After making the B12 dosage change, I felt great. Best I had felt in probably 10 years. After about a year, I did another B12 recheck myself. This time the level was 3300pg/ml, I could not believe it. I dropped the dosage back to the 1mg amount, and after 3 month recheck it remained about the same. I stopped the supplementation altogether, except for a small amount I get in my multi and after 3 more months the level had dropped down to 1271. I can't afford to pay for too much blood work on my own, and the docs I had at the time wouldn't order it so I was doing this without Dr. supervision. I did not think to check mma or hcy at the time, duh? Recheck of B12 in 2013 was 1078pg/ml. During this time, when I reduced or stopped the B12 supplementation I noticed that my energy level was much reduced. This continues today.
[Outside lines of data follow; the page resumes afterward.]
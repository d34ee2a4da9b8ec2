//! Integration test: the checked-in call-site fixture through the library
//! runner and the `harness` binary.
//!
//! Run: cargo test -p cshape-harness --test verify_fixture_test

use std::path::{Path, PathBuf};
use std::process::Command;

use cshape_harness::report::sha256_hex;
use cshape_harness::structured_log::{LogEmitter, Outcome, validate_log_file};
use cshape_harness::{FixtureSet, TestRunner, Verdict, VerificationReport};

fn fixture_path() -> PathBuf {
    Path::new(env!("CARGO_MANIFEST_DIR")).join("tests/fixtures/callsites.v1.json")
}

fn scratch_dir(tag: &str) -> PathBuf {
    let dir = std::env::temp_dir().join(format!("cshape-harness-{tag}-{}", std::process::id()));
    std::fs::create_dir_all(&dir).unwrap();
    dir
}

#[test]
fn every_fixture_case_reaches_its_expected_verdict() {
    let (set, raw) = FixtureSet::from_file(&fixture_path()).unwrap();
    let results = TestRunner::new("fixture").run(&set);
    for result in &results {
        assert!(
            result.passed(),
            "{}: expected {:?}, got {:?} ({:?})",
            result.name,
            result.expected,
            result.actual,
            result.diagnostic
        );
    }
    let report = VerificationReport::new(&set, &raw, results);
    assert!(report.is_clean());
    assert_eq!(report.total, set.cases.len());
    assert_eq!(report.fixture_sha256, sha256_hex(&raw));
}

#[test]
fn rejected_sites_carry_their_position() {
    let (set, _) = FixtureSet::from_file(&fixture_path()).unwrap();
    let results = TestRunner::new("fixture").run(&set);
    let bad = results
        .iter()
        .find(|r| r.name == "printf_float_for_int")
        .unwrap();
    assert!(
        bad.diagnostic
            .as_deref()
            .unwrap()
            .starts_with("demo/report.c:21:5: printf:")
    );
    assert!(bad.plan.is_none());

    let good = results.iter().find(|r| r.name == "qsort_heap_block_with_comparator").unwrap();
    let plan = good.plan.as_ref().unwrap();
    assert_eq!(plan.fixed.len(), 4);
    assert!(plan.variadic.is_empty());
}

#[test]
fn one_failure_does_not_hide_later_verdicts() {
    let (mut set, _) = FixtureSet::from_file(&fixture_path()).unwrap();
    // Flip the first expectation so the first case fails.
    set.cases[0].expect = Verdict::Reject("FormatArgumentTypeMismatch".to_string());

    let all = TestRunner::new("fixture").run(&set);
    assert_eq!(all[0].outcome, Outcome::Fail);
    assert!(all[1..].iter().all(|r| r.passed()));

    let fast = TestRunner::new("fixture").with_fail_fast(true).run(&set);
    assert_eq!(fast[0].outcome, Outcome::Fail);
    assert!(fast[1..].iter().all(|r| r.outcome == Outcome::Skip));
}

#[test]
fn logged_run_produces_a_valid_jsonl_file() {
    let dir = scratch_dir("log");
    let log_path = dir.join("verify.jsonl");
    let _ = std::fs::remove_file(&log_path);

    let (set, _) = FixtureSet::from_file(&fixture_path()).unwrap();
    let mut emitter = LogEmitter::to_file(&log_path, &set.suite).unwrap();
    TestRunner::new("fixture").run_logged(&set, &mut emitter).unwrap();
    drop(emitter);

    let (lines, errors) = validate_log_file(&log_path).unwrap();
    assert!(errors.is_empty(), "{errors:?}");
    assert_eq!(lines, set.cases.len() + 2);

    let content = std::fs::read_to_string(&log_path).unwrap();
    let rejected = content
        .lines()
        .map(|l| serde_json::from_str::<serde_json::Value>(l).unwrap())
        .filter(|v| v["diagnostic_kind"] == "UnknownFunction")
        .count();
    assert_eq!(rejected, 1);
    std::fs::remove_dir_all(&dir).unwrap();
}

#[test]
fn cli_verify_writes_report_and_exits_zero() {
    let dir = scratch_dir("cli");
    let report_path = dir.join("report.json");
    let output = Command::new(env!("CARGO_BIN_EXE_harness"))
        .arg("verify")
        .arg("--fixture")
        .arg(fixture_path())
        .arg("--report")
        .arg(&report_path)
        .output()
        .expect("harness verify should execute");
    assert!(
        output.status.success(),
        "stderr: {}",
        String::from_utf8_lossy(&output.stderr)
    );

    let report: serde_json::Value =
        serde_json::from_str(&std::fs::read_to_string(&report_path).unwrap()).unwrap();
    let raw = std::fs::read(fixture_path()).unwrap();
    assert_eq!(report["fixture_sha256"], sha256_hex(&raw));
    assert_eq!(report["failed"], 0);
    std::fs::remove_dir_all(&dir).unwrap();
}

#[test]
fn cli_verify_fails_on_contradicted_expectation() {
    let dir = scratch_dir("cli-fail");
    let fixture = dir.join("broken.json");
    std::fs::write(
        &fixture,
        r#"{"version":"v1","suite":"broken","cases":[
            {"name":"wrong","function":"printf","format":"%s",
             "args":["text","i32"],"position":{"file":"b.c","line":1,"column":1},
             "expect":"accept"}
        ]}"#,
    )
    .unwrap();
    let output = Command::new(env!("CARGO_BIN_EXE_harness"))
        .arg("verify")
        .arg("--fixture")
        .arg(&fixture)
        .arg("--fail-fast")
        .output()
        .expect("harness verify should execute");
    assert!(!output.status.success());
    let report: serde_json::Value = serde_json::from_slice(&output.stdout).unwrap();
    assert_eq!(report["failed"], 1);
    assert_eq!(
        report["results"][0]["actual"]["reject"],
        "FormatArgumentTypeMismatch"
    );
    std::fs::remove_dir_all(&dir).unwrap();
}

#[test]
fn cli_dumps_catalog_and_directives() {
    let output = Command::new(env!("CARGO_BIN_EXE_harness"))
        .arg("catalog")
        .output()
        .unwrap();
    assert!(output.status.success());
    let catalog: serde_json::Value = serde_json::from_slice(&output.stdout).unwrap();
    let names: Vec<&str> = catalog
        .as_array()
        .unwrap()
        .iter()
        .filter_map(|s| s["name"].as_str())
        .collect();
    assert!(names.contains(&"printf"));
    assert!(names.contains(&"qsort"));

    let output = Command::new(env!("CARGO_BIN_EXE_harness"))
        .args(["catalog", "--header", "math"])
        .output()
        .unwrap();
    assert!(output.status.success());
    let math: serde_json::Value = serde_json::from_slice(&output.stdout).unwrap();
    let math = math.as_array().unwrap();
    assert!(math.iter().all(|s| s["header"] == "math"));
    assert!(math.iter().any(|s| s["name"] == "fmod"));
    assert!(!math.iter().any(|s| s["name"] == "printf"));

    let output = Command::new(env!("CARGO_BIN_EXE_harness"))
        .args(["catalog", "--header", "unistd"])
        .output()
        .unwrap();
    assert!(!output.status.success());

    let output = Command::new(env!("CARGO_BIN_EXE_harness"))
        .args(["directives", "--format", "%*d %s"])
        .output()
        .unwrap();
    assert!(output.status.success());
    let directives: serde_json::Value = serde_json::from_slice(&output.stdout).unwrap();
    assert_eq!(directives.as_array().unwrap().len(), 3);

    let output = Command::new(env!("CARGO_BIN_EXE_harness"))
        .args(["directives", "--format", "%d %*d", "--scan"])
        .output()
        .unwrap();
    assert!(output.status.success());
    let directives: serde_json::Value = serde_json::from_slice(&output.stdout).unwrap();
    assert_eq!(directives.as_array().unwrap().len(), 1);

    let output = Command::new(env!("CARGO_BIN_EXE_harness"))
        .args(["directives", "--format", "%q"])
        .output()
        .unwrap();
    assert_eq!(output.status.code(), Some(2));
}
Finally in April 2014, B12 was 781pg/ml. Homocysteine was 5.1umol and methylmalonic acid was 113nmol. I switched primary physicians this year and I think I finally found a good one, as he checked everything. Although he was not very intrigued by my B12 story.
Sorry for the long story, but I still believe I have B12 issues. I do not understand the mechanism that would cause such a deficiency in B12, preventing it from coming up with supplementation. Then only to be followed by an extended period of high B12, preventing it from coming down. Also, the physical benefits of supplementation were tangible and had to be more than coincidence. I will stop here, but feel at least for me that unraveling this mystery holds much of the key for everything I have been battling for the last four years. Maybe the B12 issue is a symptom of what else is going on with my body, but I just don't think so.